Thanks to both researchers and practitioners, we know a lot about how innovation works. We know it doesn’t have to be a matter of luck.

But you need to make your choices and be explicit about two things:

  • how your organisation is going to innovate systematically and

  • how innovation is consistent with and embedded in your overall management model (having an end-to-end view of innovation)

This means you not only have to explicit about HOW you innovate but also about how innovation fits your strategy and how you create the conditions for successful innovation in your organisation - all the way through to deployment and scaling.

What goes in

  • Your strategic priorities for innovation

  • A clear differentiation of different kinds of innovation (eg, market creating innovation, sustaining innovation, efficiency innovation) and their relative importance

  • Innovation language, frameworks and theories used

  • How innovation is measured

  • Organisational setup that creates the conditions for success (degree auf autonomy and separation from daily business, supply of sufficient resources, sharing of assets, …)

  • How innovation is scaled and becomes daily business if successful

Questions to ask

  • Why do we innovate? Which strategic contributions do we expect from innovation?

  • How do we differentiate between innovation in products and services, business models, production processes and management?

  • What are our basic beliefs about innovation? Where does innovation come from? How are these basic beliefs reflected in our innovation model?

  • How do we solve the innovator’s dilemma and guard ourselves against disruptive innovation?

  • Which innovation theories and frameworks do we rely on? Why these and not others?

  • What kind of results do we expect from our innovation efforts? How does good performance look like?

  • How can we leverage existing assets for innovation success?

  • What is our advantage over a typical startup? How do we use this advantage to make success more likely?


GE relied heavily on Eric Ries’ Lean Startup methodology. It developed it into its own corporate version called “Fastworks” and built it right into the core of everyone of its business divisions - rather than to setup separate innovation units.

Intuit uses the job to be done methodology to gain a deep understanding of both its users and non-users. To create new products and improve existing products.

Intel is a great example in two ways. First, under Andy Grove it very successfully used the theory of disruptive innovation to understand and fend off threats from new entrants who would attack Intel’s microprocessor business coming from the bottom of the market.
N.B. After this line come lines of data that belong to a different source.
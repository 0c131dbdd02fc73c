pub mod codes;
pub mod handlers;
pub mod responses;

pub use codes::ErrorCode;

use axum::{
    Json,
    extract::rejection::JsonRejection,
    http::StatusCode,
    response::{IntoResponse, Response},
};
use serde::Serialize;
use thiserror::Error;
use utoipa::ToSchema;
use validator::ValidationErrors;

/// Standard error response structure.
///
/// This structure is returned for all error responses:
/// - `code`: Integer error code for logging/monitoring (e.g., 1004)
/// - `error`: Machine-readable error identifier (e.g., "NOT_FOUND")
/// - `message`: Human-readable error message
/// - `details`: Optional additional error details (e.g., validation errors)
///
/// # JSON Example
///
/// ```json
/// {
///   "code": 1004,
///   "error": "NOT_FOUND",
///   "message": "Sneaker 42 not found"
/// }
/// ```
#[derive(Debug, Serialize, ToSchema)]
pub struct ErrorResponse {
    /// Integer error code for logging and monitoring
    pub code: i32,
    /// Machine-readable error identifier for programmatic handling
    pub error: String,
    /// Human-readable error message
    pub message: String,
    /// Optional structured error details (e.g., validation field errors)
    #[serde(skip_serializing_if = "Option::is_none")]
    pub details: Option<serde_json::Value>,
}

/// Application error type that can be converted to HTTP responses.
#[derive(Debug, Error)]
#[non_exhaustive]
pub enum AppError {
    #[error("JSON extraction error: {0}")]
    JsonExtractorRejection(#[from] JsonRejection),

    #[error("Validation error: {0}")]
    ValidationError(#[from] ValidationErrors),

    #[error("Invalid identifier: {0}")]
    InvalidId(String),

    #[error("Bad Request: {0}")]
    BadRequest(String),

    #[error("Not Found: {0}")]
    NotFound(String),

    #[error("Render error: {0}")]
    Render(String),
}

impl IntoResponse for AppError {
    fn into_response(self) -> Response {
        let (status, message, details, code) = match self {
            AppError::JsonExtractorRejection(e) => {
                tracing::warn!(
                    error_code = ErrorCode::JsonExtraction.code(),
                    "JSON extraction error: {:?}",
                    e
                );
                (e.status(), e.body_text(), None, ErrorCode::JsonExtraction)
            }
            AppError::ValidationError(e) => {
                tracing::info!(
                    error_code = ErrorCode::ValidationError.code(),
                    "Validation error: {:?}",
                    e
                );
                (
                    StatusCode::BAD_REQUEST,
                    ErrorCode::ValidationError.default_message().to_string(),
                    Some(serde_json::to_value(&e).unwrap_or(serde_json::Value::Null)),
                    ErrorCode::ValidationError,
                )
            }
            AppError::InvalidId(raw) => {
                tracing::info!(
                    error_code = ErrorCode::InvalidId.code(),
                    "Invalid identifier: {}",
                    raw
                );
                (
                    StatusCode::BAD_REQUEST,
                    format!("Invalid identifier: {}", raw),
                    None,
                    ErrorCode::InvalidId,
                )
            }
            AppError::BadRequest(msg) => {
                tracing::info!("Bad request: {}", msg);
                (StatusCode::BAD_REQUEST, msg, None, ErrorCode::BadRequest)
            }
            AppError::NotFound(msg) => {
                tracing::info!(
                    error_code = ErrorCode::NotFound.code(),
                    "Not found: {}",
                    msg
                );
                (StatusCode::NOT_FOUND, msg, None, ErrorCode::NotFound)
            }
            AppError::Render(msg) => {
                tracing::error!(
                    error_code = ErrorCode::RenderError.code(),
                    "Render error: {}",
                    msg
                );
                (
                    StatusCode::INTERNAL_SERVER_ERROR,
                    ErrorCode::RenderError.default_message().to_string(),
                    None,
                    ErrorCode::RenderError,
                )
            }
        };

        let body = Json(ErrorResponse {
            code: code.code(),
            error: code.as_str().to_string(),
            message,
            details,
        });

        (status, body).into_response()
    }
}

/// Helper function to create error responses.
///
/// ```rust,ignore
/// use axum_helpers::errors::{error_response, ErrorCode};
/// use axum::http::StatusCode;
///
/// let response = error_response(
///     StatusCode::NOT_FOUND,
///     "The requested resource was not found".to_string(),
///     ErrorCode::NotFound,
/// );
/// ```
pub fn error_response(status: StatusCode, message: String, error_code: ErrorCode) -> Response {
    let body = Json(ErrorResponse {
        code: error_code.code(),
        error: error_code.as_str().to_string(),
        message,
        details: None,
    });

    (status, body).into_response()
}

#[cfg(test)]
mod tests {
    use super::*;
    use http_body_util::BodyExt;

    #[test]
    fn test_not_found_maps_to_404() {
        let response = AppError::NotFound("Sneaker 9 not found".to_string()).into_response();
        assert_eq!(response.status(), StatusCode::NOT_FOUND);
    }

    #[test]
    fn test_invalid_id_maps_to_400() {
        let response = AppError::InvalidId("abc".to_string()).into_response();
        assert_eq!(response.status(), StatusCode::BAD_REQUEST);
    }

    #[tokio::test]
    async fn test_render_error_hides_details() {
        let response = AppError::Render("template 'home' missing".to_string()).into_response();
        assert_eq!(response.status(), StatusCode::INTERNAL_SERVER_ERROR);

        let bytes = response.into_body().collect().await.unwrap().to_bytes();
        let body: serde_json::Value = serde_json::from_slice(&bytes).unwrap();
        assert_eq!(body["error"], "RENDER_ERROR");
        assert_eq!(body["code"], 1007);
        assert_eq!(body["message"], "Failed to render page");
    }
}
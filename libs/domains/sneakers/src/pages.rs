//! Server-rendered HTML pages.
//!
//! Browsing, add/edit forms and delete confirmation. Writes answer with a
//! `303 See Other` back to a page that shows the outcome as a notice.

use axum::{
    Form, Router,
    extract::{Query, State, rejection::QueryRejection},
    http::{StatusCode, Uri},
    response::{Html, IntoResponse, Redirect, Response},
    routing::get,
};
use axum_helpers::IdPath;
use serde::Deserialize;
use std::sync::Arc;

use crate::error::{SneakerError, SneakerResult};
use crate::forms::{FormErrors, SneakerForm};
use crate::models::{SneakerFilter, SneakerId, empty_string_as_none};
use crate::repository::SneakerRepository;
use crate::service::SneakerService;
use crate::views::{FormMode, Notice, PageRenderer};

pub struct PageState<R: SneakerRepository> {
    pub service: SneakerService<R>,
    pub renderer: PageRenderer,
}

type SharedState<R> = State<Arc<PageState<R>>>;

/// One-shot notice carried in the query string after a redirect
#[derive(Debug, Default, Deserialize)]
pub struct FlashParams {
    /// Id a previous request could not find
    #[serde(default, deserialize_with = "empty_string_as_none")]
    pub missing: Option<SneakerId>,
    #[serde(default, deserialize_with = "empty_string_as_none")]
    pub created: Option<SneakerId>,
    #[serde(default, deserialize_with = "empty_string_as_none")]
    pub updated: Option<SneakerId>,
    #[serde(default, deserialize_with = "empty_string_as_none")]
    pub deleted: Option<SneakerId>,
    /// Set when an edit form named another id than its URL
    #[serde(default, deserialize_with = "empty_string_as_none")]
    pub mismatch: Option<bool>,
}

/// Create the HTML page router
pub fn router<R: SneakerRepository + 'static>(
    service: SneakerService<R>,
    renderer: PageRenderer,
) -> Router {
    let state = Arc::new(PageState { service, renderer });

    Router::new()
        .route("/", get(home::<R>))
        .route("/sneakers", get(index::<R>))
        .route("/sneakers/new", get(new_form::<R>).post(create::<R>))
        .route("/sneakers/{id}", get(details::<R>))
        .route("/sneakers/{id}/edit", get(edit_form::<R>).post(update::<R>))
        .route(
            "/sneakers/{id}/delete",
            get(confirm_delete::<R>).post(delete::<R>),
        )
        .fallback(not_found::<R>)
        .with_state(state)
}

fn missing_redirect(id: SneakerId) -> Response {
    Redirect::to(&format!("/sneakers?missing={}", id)).into_response()
}

// Malformed flash parameters are ignored
fn flash_or_default(flash: Result<Query<FlashParams>, QueryRejection>) -> FlashParams {
    flash.map(|Query(flash)| flash).unwrap_or_default()
}

impl<R: SneakerRepository> PageState<R> {
    /// Turn flash parameters into the notice to show, looking up names of
    /// sneakers that still exist
    async fn notice(&self, flash: &FlashParams) -> SneakerResult<Option<Notice>> {
        if let Some(id) = flash.missing {
            return Ok(Some(Notice::Missing(id)));
        }
        if flash.mismatch == Some(true) {
            return Ok(Some(Notice::IdMismatch));
        }
        if let Some(id) = flash.deleted {
            return Ok(Some(Notice::Deleted(id)));
        }

        let (id, created) = match (flash.created, flash.updated) {
            (Some(id), _) => (id, true),
            (None, Some(id)) => (id, false),
            (None, None) => return Ok(None),
        };
        match self.service.get_sneaker(id).await {
            Ok(sneaker) if created => Ok(Some(Notice::Created(sneaker.full_name()))),
            Ok(sneaker) => Ok(Some(Notice::Updated(sneaker.full_name()))),
            Err(SneakerError::NotFound(_)) => Ok(None),
            Err(e) => Err(e),
        }
    }

    fn form_page(
        &self,
        mode: FormMode,
        values: &SneakerForm,
        errors: &FormErrors,
    ) -> SneakerResult<Response> {
        let html = self.renderer.render_form(mode, values, errors)?;
        let status = if errors.is_empty() {
            StatusCode::OK
        } else {
            StatusCode::UNPROCESSABLE_ENTITY
        };
        Ok((status, Html(html)).into_response())
    }
}

async fn home<R: SneakerRepository>(
    State(state): SharedState<R>,
) -> SneakerResult<Html<String>> {
    let recent_count = state.renderer.settings().recent_count;
    let overview = state.service.overview(recent_count).await?;
    Ok(Html(state.renderer.render_home(&overview)?))
}

async fn index<R: SneakerRepository>(
    State(state): SharedState<R>,
    filter: Result<Query<SneakerFilter>, QueryRejection>,
    flash: Result<Query<FlashParams>, QueryRejection>,
) -> SneakerResult<Html<String>> {
    let (filter, notice) = match filter {
        Ok(Query(filter)) => (filter, state.notice(&flash_or_default(flash)).await?),
        Err(rejection) => {
            tracing::info!(error = %rejection.body_text(), "Ignoring unrecognised search options");
            (SneakerFilter::default(), Some(Notice::InvalidFilter))
        }
    };

    let sneakers = state.service.list_sneakers(filter.clone()).await?;
    Ok(Html(state.renderer.render_index(
        &sneakers,
        &filter,
        notice.as_ref(),
    )?))
}

async fn details<R: SneakerRepository>(
    State(state): SharedState<R>,
    IdPath(id): IdPath,
    flash: Result<Query<FlashParams>, QueryRejection>,
) -> SneakerResult<Response> {
    let sneaker = match state.service.get_sneaker(id).await {
        Ok(sneaker) => sneaker,
        Err(SneakerError::NotFound(_)) => return Ok(missing_redirect(id)),
        Err(e) => return Err(e),
    };

    let notice = (flash_or_default(flash).updated == Some(id))
        .then(|| Notice::Updated(sneaker.full_name()));
    let html = state.renderer.render_details(&sneaker, notice.as_ref())?;
    Ok(Html(html).into_response())
}

async fn new_form<R: SneakerRepository>(State(state): SharedState<R>) -> SneakerResult<Response> {
    state.form_page(FormMode::New, &SneakerForm::default(), &FormErrors::default())
}

async fn create<R: SneakerRepository>(
    State(state): SharedState<R>,
    Form(form): Form<SneakerForm>,
) -> SneakerResult<Response> {
    let input = match form.parse() {
        Ok(input) => input,
        Err(errors) => return state.form_page(FormMode::New, &form, &errors),
    };

    match state.service.create_sneaker(input).await {
        Ok(sneaker) => {
            Ok(Redirect::to(&format!("/sneakers?created={}", sneaker.id)).into_response())
        }
        Err(SneakerError::Validation(errors)) => {
            state.form_page(FormMode::New, &form, &FormErrors::from(&errors))
        }
        Err(e) => Err(e),
    }
}

async fn edit_form<R: SneakerRepository>(
    State(state): SharedState<R>,
    IdPath(id): IdPath,
) -> SneakerResult<Response> {
    match state.service.get_sneaker(id).await {
        Ok(sneaker) => state.form_page(
            FormMode::Edit(id),
            &SneakerForm::from(&sneaker),
            &FormErrors::default(),
        ),
        Err(SneakerError::NotFound(_)) => Ok(missing_redirect(id)),
        Err(e) => Err(e),
    }
}

async fn update<R: SneakerRepository>(
    State(state): SharedState<R>,
    IdPath(id): IdPath,
    Form(form): Form<SneakerForm>,
) -> SneakerResult<Response> {
    if form.sneaker_id() != Some(id) {
        tracing::warn!(sneaker_id = id, form_id = %form.id, "Edit form posted for another id");
        return Ok(Redirect::to("/sneakers?mismatch=true").into_response());
    }

    let input = match form.parse() {
        Ok(input) => input,
        Err(errors) => return state.form_page(FormMode::Edit(id), &form, &errors),
    };

    match state.service.update_sneaker(id, input).await {
        Ok(_) => Ok(Redirect::to(&format!("/sneakers/{}?updated={}", id, id)).into_response()),
        Err(SneakerError::NotFound(_)) => Ok(missing_redirect(id)),
        Err(SneakerError::Validation(errors)) => {
            state.form_page(FormMode::Edit(id), &form, &FormErrors::from(&errors))
        }
        Err(e) => Err(e),
    }
}

async fn confirm_delete<R: SneakerRepository>(
    State(state): SharedState<R>,
    IdPath(id): IdPath,
) -> SneakerResult<Response> {
    match state.service.get_sneaker(id).await {
        Ok(sneaker) => Ok(Html(state.renderer.render_delete(&sneaker)?).into_response()),
        Err(SneakerError::NotFound(_)) => Ok(missing_redirect(id)),
        Err(e) => Err(e),
    }
}

async fn delete<R: SneakerRepository>(
    State(state): SharedState<R>,
    IdPath(id): IdPath,
) -> SneakerResult<Response> {
    match state.service.delete_sneaker(id).await {
        Ok(()) => Ok(Redirect::to(&format!("/sneakers?deleted={}", id)).into_response()),
        Err(SneakerError::NotFound(_)) => Ok(missing_redirect(id)),
        Err(e) => Err(e),
    }
}

async fn not_found<R: SneakerRepository>(
    State(state): SharedState<R>,
    uri: Uri,
) -> SneakerResult<Response> {
    let html = state.renderer.render_not_found(uri.path())?;
    Ok((StatusCode::NOT_FOUND, Html(html)).into_response())
}
//! Sneakers web application - JSON API and HTML catalog

use axum::Router;
use axum_helpers::server::{create_app, create_router, health_router};
use core_config::tracing::{init_tracing, install_color_eyre};
use tracing::info;

mod api;
mod config;
mod openapi;
mod pages;
mod state;

use config::Config;
use state::AppState;

#[tokio::main]
async fn main() -> eyre::Result<()> {
    // Install color-eyre first for colored error output (before any fallible operations)
    install_color_eyre();

    // Load configuration from environment variables
    let config = Config::from_env()?;

    // Initialize tracing with ErrorLayer for span trace capture
    init_tracing(&config.environment);

    let state = AppState::new(config);
    let sneakers = state.service.count().await?;
    info!(
        sneakers,
        currency = %state.config.catalog.currency,
        "Catalog ready"
    );

    let app = build_app(&state)?;

    info!("Starting {} on port {}", state.config.app.name, state.config.server.port);

    create_app(app, &state.config.server)
        .await
        .map_err(|e| eyre::eyre!("Server error: {}", e))?;

    info!("Sneakers web shutdown complete");
    Ok(())
}

/// Assemble API, pages, documentation and health into one router
fn build_app(state: &AppState) -> eyre::Result<Router> {
    let api_routes = api::routes(state);
    let page_routes = pages::routes(state)?;

    let router = create_router::<openapi::ApiDoc>(api_routes, page_routes, &state.config.server)?;
    Ok(router.merge(health_router(state.config.app)))
}
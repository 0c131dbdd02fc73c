//! Application state management

use domain_sneakers::{InMemorySneakerRepository, SneakerService};
use tracing::info;

use crate::config::Config;

/// Shared application state
#[derive(Clone)]
pub struct AppState {
    pub config: Config,
    pub service: SneakerService<InMemorySneakerRepository>,
}

impl AppState {
    /// Build the catalog, seeded with the sample sneakers unless disabled.
    pub fn new(config: Config) -> Self {
        let repository = if config.catalog.seed_sample_data {
            info!("Seeding catalog with sample sneakers");
            InMemorySneakerRepository::seeded()
        } else {
            InMemorySneakerRepository::new()
        };

        Self {
            service: SneakerService::new(repository),
            config,
        }
    }
}
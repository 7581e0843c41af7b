use axum::body::Bytes;
use axum::extract::State;
use axum::http::{HeaderMap, StatusCode};
use axum::response::IntoResponse;
use axum::Json;

use crate::gateways::{konnect, stripe};
use crate::AppState;

/// Konnect notifications are unsigned; the service resolves the reported
/// reference against the payments API before acting on it.
pub async fn konnect_webhook(State(state): State<AppState>, body: Bytes) -> impl IntoResponse {
    match state
        .payment_service
        .handle_webhook(konnect::PROVIDER, &body, None)
        .await
    {
        Ok(ack) => (StatusCode::OK, Json(ack)).into_response(),
        Err(e) => e.into_response(),
    }
}

pub async fn stripe_webhook(
    State(state): State<AppState>,
    headers: HeaderMap,
    body: Bytes,
) -> impl IntoResponse {
    let signature = headers
        .get("stripe-signature")
        .and_then(|h| h.to_str().ok());
    match state
        .payment_service
        .handle_webhook(stripe::PROVIDER, &body, signature)
        .await
    {
        Ok(ack) => (StatusCode::OK, Json(ack)).into_response(),
        Err(e) => e.into_response(),
    }
}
But despite knowing better, Intel in our days still became a victim of disruption when it chose to ignore the trend towards mobile platforms because initially the market was small and margins were less attractive than in its core business. Intel famously turned down Apple’s offer to become its chip suppliers for the iPhone when it launched more than ten years ago.

The case of Intel also teaches us another lesson: that you need to continuously review all aspects of your management model and carefully examine whether it needs (re-)adjustment. Intel knew about disruptive innovation and successfully used that knowledge in the past. We doubt it was a deliberate choice to not use that knowledge and miss the boat on mobile computing. It was more likely due to a lack of care and letting a de facto management model run the show - rather than relying on an explicit management model that is based on conscious choices.

Of course your innovation model only gets you so far. You also need to build the right organisational capabilities that allow you to successfully operate by its playbook.

We’ll look at that in the next part of our series, when we cover the second component of the innovation pillar: innovation capabilities.